POLKA (the Police OnLine Knowledge Area) is a secure online collaboration tool for the policing community to network, ask questions, share insights, discuss ideas and suggest new ways of working.

We are aware of HR drones and SMPs (the supposedly independent medical authority) forming POLKA groups as the means to build contacts and then immediately jumping into using WhatsApp to continue their heinous discussions.

Amber Rudd, the Home Secretary, has criticised the impressive security of WhatsApp by saying the police and intelligence agencies need to be given access to WhatsApp and other encrypted messaging services to thwart future terror attacks.  Oh, the irony that those under her employ are using the same platform to swap their own devious recipies!

Why would honest public employees use an encrypted social media tool in an attempt to escape the open and honest disclosure of public decision making processes as demanded by the Freedom of Information Act?  Rhetorical question of course, honest employees would not.

The devil is also in the detail – in the way individual disabled former officers are treated by those in HR; we know of one retired officer who had their injury award removed on the fabricated charge of failing to attend a medical examination.  We should not have to remind pension authorities of the fact that an injury pension cannot be ceased in this way.

But this particular incident was quite a feat in the interpreted perversion of ‘failure to attend‘ when the SMP, a psychologist, the retired officer, spouse and Federation rep all sat in the same room for the best part of a day.

When the offending force was reminded of this fact by way of a letter from a solicitor offering to have the issue tested by way of judicial review, the force reinstated the pension a week later.

It was established that this medical examination of the former officer by the force’s tame SMP was nothing more than a sham.  The former officer did attend – with their partner and a Federation representative as mentioned above – the SMP just unilaterally decided the questions he asked had not been answered sufficiently.

The truth of it is that the SMP had made up his mind and refused to listen and so sent a missive to the shameless force that he thought the pensioner should be punished for his definition of non-compliance.  Totally unlawful but sadly a true story.  The ineptitude of police forces know know no bounds when it comes to “doing the legs” of those it medically retired.

So three years on, where are we?
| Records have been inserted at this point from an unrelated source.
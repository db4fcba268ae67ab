//! Byte-wise transforms applied to every byte a client sends.
//!
//! A transform maps each input byte to exactly one output byte and keeps no
//! state between calls, so it can be applied to each read chunk as it
//! arrives without looking at neighbouring chunks.

use clap::ValueEnum;
use serde::Deserialize;

/// Map a single byte: ASCII lowercase letters become uppercase, every other
/// byte is returned unchanged.
#[inline]
pub fn transform(b: u8) -> u8 {
    b.to_ascii_uppercase()
}

/// A stateless byte-sequence transform, applied in place.
pub trait Transform: Send + Sync {
    /// Rewrite `bytes` in place. Length never changes.
    fn apply(&self, bytes: &mut [u8]);

    /// Short name for logging.
    fn name(&self) -> &'static str;
}

/// ASCII uppercase transform.
#[derive(Debug, Clone, Copy, Default)]
pub struct Uppercase;

impl Transform for Uppercase {
    fn apply(&self, bytes: &mut [u8]) {
        for b in bytes.iter_mut() {
            *b = transform(*b);
        }
    }

    fn name(&self) -> &'static str {
        "uppercase"
    }
}

/// Pass-through transform (plain echo).
#[derive(Debug, Clone, Copy, Default)]
pub struct Identity;

impl Transform for Identity {
    fn apply(&self, _bytes: &mut [u8]) {}

    fn name(&self) -> &'static str {
        "identity"
    }
}

/// Transform selected by configuration.
#[derive(Debug, Clone, Copy, Default, PartialEq, Eq, Deserialize, ValueEnum)]
#[serde(rename_all = "lowercase")]
pub enum TransformKind {
    #[default]
    Uppercase,
    Identity,
}

impl TransformKind {
    /// Resolve to the transform handed to each new connection.
    pub fn resolve(self) -> &'static dyn Transform {
        match self {
            TransformKind::Uppercase => &Uppercase,
            TransformKind::Identity => &Identity,
        }
    }
}
/// Flush pending output, then drain input and flush what it produced.
///
/// Writing first frees room under the high watermark before reading more.
fn service(
    conn: &mut Connection<TcpStream>,
    conn_id: ConnId,
    readable: bool,
    writable: bool,
) -> io::Result<()> {
    if writable && conn.pending_output() > 0 {
        let outcome = conn.try_write()?;
        trace!(conn_id, ?outcome, "write");
    }

    if readable && conn.wants_read() {
        let outcome = conn.try_read()?;
        trace!(conn_id, ?outcome, "read");

        if conn.pending_output() > 0 {
            let outcome = conn.try_write()?;
            trace!(conn_id, ?outcome, "write");
        }
    }

    Ok(())
}

/// Bring the poller's interest in line with what the connection wants:
/// register, modify, or unregister as needed.
fn sync_interest(
    registry: &Registry,
    conn_id: ConnId,
    conn: &mut Connection<TcpStream>,
) -> io::Result<()> {
    let desired = conn.desired_interest();
    let rearm = conn.take_rearm_read();
    match (conn.registered(), desired) {
        (None, Some(interest)) => {
            registry.register(conn.stream_mut(), Token(conn_id), interest)?;
        }
        // Modifying even an unchanged interest makes the poller report
        // readiness the paused reads left behind.
        (Some(current), Some(interest)) if current != interest || rearm => {
            registry.reregister(conn.stream_mut(), Token(conn_id), interest)?;
        }
        (Some(_), None) => registry.deregister(conn.stream_mut())?,
        _ => {}
    }
    conn.set_registered(desired);
    Ok(())
}

fn socket_error(stream: &TcpStream) -> io::Error {
    match stream.take_error() {
        Ok(Some(e)) | Err(e) => e,
        Ok(None) => io::Error::new(io::ErrorKind::Other, "socket error"),
    }
}
//! mio-based event loop implementation.
//!
//! Readiness-based I/O using mio (epoll on Linux, kqueue on macOS).

mod event_loop;

pub use event_loop::EventLoop;
//! Table of live connections keyed by stable identifiers.
//!
//! Identifiers are slab keys, not socket descriptors. A key is only handed
//! out again after its connection has been reaped, and reaping is deferred
//! to the end of a dispatch batch, so a readiness event that was already
//! reported for a closed connection can never be routed to a newer one.

use crate::runtime::connection::Connection;
use mio::net::TcpStream;
use slab::Slab;

/// Stable connection identifier, also used as the poller token.
pub type ConnId = usize;

/// Registry of active connections using slab allocation.
///
/// Provides O(1) insert, lookup, and remove operations.
pub struct ConnectionTable<S = TcpStream> {
    connections: Slab<Connection<S>>,
    max_connections: usize,
    /// Closed connections awaiting removal.
    closed: Vec<ConnId>,
}

impl<S> ConnectionTable<S> {
    /// Create a new table with specified maximum capacity.
    pub fn new(max_connections: usize) -> Self {
        Self {
            connections: Slab::with_capacity(max_connections.min(4096)),
            max_connections,
            closed: Vec::new(),
        }
    }

    /// Insert a new connection.
    ///
    /// Returns `None` if the table is at capacity; the connection is dropped,
    /// which closes its socket.
    pub fn insert(&mut self, conn: Connection<S>) -> Option<ConnId> {
        if self.is_full() {
            return None;
        }
        Some(self.connections.insert(conn))
    }

    pub fn get(&self, id: ConnId) -> Option<&Connection<S>> {
        self.connections.get(id)
    }

    pub fn get_mut(&mut self, id: ConnId) -> Option<&mut Connection<S>> {
        self.connections.get_mut(id)
    }

    #[cfg(test)]
    pub fn contains(&self, id: ConnId) -> bool {
        self.connections.contains(id)
    }

    /// Queue a closed connection for removal at the end of the batch.
    pub fn schedule_reap(&mut self, id: ConnId) {
        if self.connections.contains(id) && !self.closed.contains(&id) {
            self.closed.push(id);
        }
    }

    /// Remove every queued connection, closing its socket.
    ///
    /// Returns how many were removed.
    pub fn reap(&mut self) -> usize {
        let mut removed = 0;
        for id in self.closed.drain(..) {
            if self.connections.try_remove(id).is_some() {
                removed += 1;
            }
        }
        removed
    }

    /// Connections not yet closed.
    pub fn live(&self) -> usize {
        self.connections.len() - self.closed.len()
    }

    /// Slots in use, including closed connections not yet reaped.
    #[cfg(test)]
    pub fn len(&self) -> usize {
        self.connections.len()
    }

    pub fn is_empty(&self) -> bool {
        self.connections.is_empty()
    }

    pub fn is_full(&self) -> bool {
        self.connections.len() >= self.max_connections
    }

    #[cfg(test)]
    pub fn capacity(&self) -> usize {
        self.max_connections
    }

    /// Snapshot of current identifiers, safe to hold while mutating.
    pub fn ids(&self) -> Vec<ConnId> {
        self.connections.iter().map(|(id, _)| id).collect()
    }
}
We have seen the formation of IODPA – and what a journey it’s been. IODPA was created in the chaos of 2014 when three forces who attended the National Attendance Management Forum thought they could ride roughshod over those injured and retired from the police.

From fortnightly informal meetings we have evolved to a national association which holds two conferences per year, attended by our members, lawyers and like-minded individuals. We are able to instigate training sessions, taught by legally qualified experts, attended by Federation and NARPO representatives.

Every second of every hour our presence serves to counter the misinformation spouted by the likes of Nicholas Wirz, the principle Solicitor of Northumbria and so-called legal advisor to the laughably recently re-branded National Welbeing and Engagement Forum.

Social media has helped us spread our message world-wide.  Our Facebook page, with short soundbites, has thousands of daily hits but tellingly people many continue to still take 5 to 10 minutes out of their hectic life to read our blogs.  This map shows the views by countries of this website.

We thank our constant readers and our supporters.

 

The likes of Wirz, Kern, Mounstevens, Owens, and all the corrupt SMPs who willingly follow their instructions are put on due notice that they will never succeed in continuing to abuse disabled former officers and their families. Nor will they ever succeed in their attempts to twist, evade or corrupt the Regulations. IODPA, and pensioners, have the resolve and the means to challenge and defeat them and we will do exactly that.